It took the imp Frogface five days to locate his mistress. Then he waited till the attention of Overlook’s master lapsed before he made his way inside. He entered with trepidation. Longshadow was a powerful sorcerer, dreaded in the demon worlds.
His entry disturbed no one. Overlook’s defenses were meant to stop shadows from the south. He found his mistress in a dark cell beneath the fortress’s roots, her drugged mind in a cell of its own, deep inside her brain. He debated. He could forget her. He could help and maybe win his freedom. Freeing her was not within the specific orders she had given him.
He stretched out beside her, bit a hole in her throat, drank her blood. He cleansed it and returned it.
She wakened slowly, sensed what he was doing, let him finish. He closed the wound. She sat up in the darkness. “The Howler. Where am I?”
“Overlook.”
“Why?”
“They mistook you for your sister.”
She laughed bitterly. “My act was too good.”
“Yes.”
“Where is she?”
“Last seen near Dejagore. I hunted you for a week.”
“And they couldn’t see her? She’s getting stronger. What about Croaker?”
“I’ve been hunting you.”
“Find him. I want him back. I can’t let him reach my sister. Do anything you have to to stop that.”
“I’m forbidden to take life.”
“Anything else, then, but keep them apart.”
“You don’t need help here?”
“I’ll handle... You’re free to roam here?”
“Pretty much. Parts are sealed behind spells only Longshadow can penetrate.”
“Search the place. Tell me what everyone is doing. Then find Croaker and my sister.”

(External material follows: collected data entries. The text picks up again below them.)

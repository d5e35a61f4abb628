pub(crate) mod bundle;
pub(crate) mod codec;
pub(crate) mod parcel;
pub(crate) mod value;
pub(crate) mod view_model;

The imp sighed. So much for gratitude.
She caught the sense of the sound. “Do it right and you’re free. Forever.”
“Right! I’m gone.”
She waited for her captors to come receive their surprise. As she waited she heard the whispers of darkness carrying from the nearby plain. She caught some of what was said, began to taste the fear that plagued Longshadow.
She could not just sit there like a trapdoor spider, waiting. Longshadow and Howler were sleeping. She should go.
The very stones of Overlook had been hardened against sorcery. She melted her way out, for those stones would melt before they yielded.
The lower levels were dark. Surprising. Longshadow feared the dark. She climbed slowly, wary of ambushes, but she encountered no one. She grew nervous as she approached the light.
Nothing waited there, either. Apparently. Was the fortress deserted?
Something was wrong. She extended her senses, still detected nothing. Onward and upward. And more nothing. Where were the soldiers? There should be thousands, constantly scurrying like blood in the veins.
She spied a way out. She had to descend a stairway to reach it. She was halfway down when the attack came, a wave of little brown men carrying cruel halberds, wearing armor of wood and strange, ornate animal helmets.
She had a spell prepared, a summoning that taxed her limits. She struck a pose, loosed it. It broke a hole in the fabric of everything. Sparks of ten thousand colors flew. Something huge and ugly and hungry started through, tearing the hole wider. Steel left no mark upon its snout. Its snarls chilled the blood. It ripped itself out of the womb of elsewhere and flew after the garrison. Men screamed. It ran faster than they did.
Soulcatcher walked out into the night blanketing Overlook. “That will keep them busy.” She looked north, angry. A long walk lay ahead of her.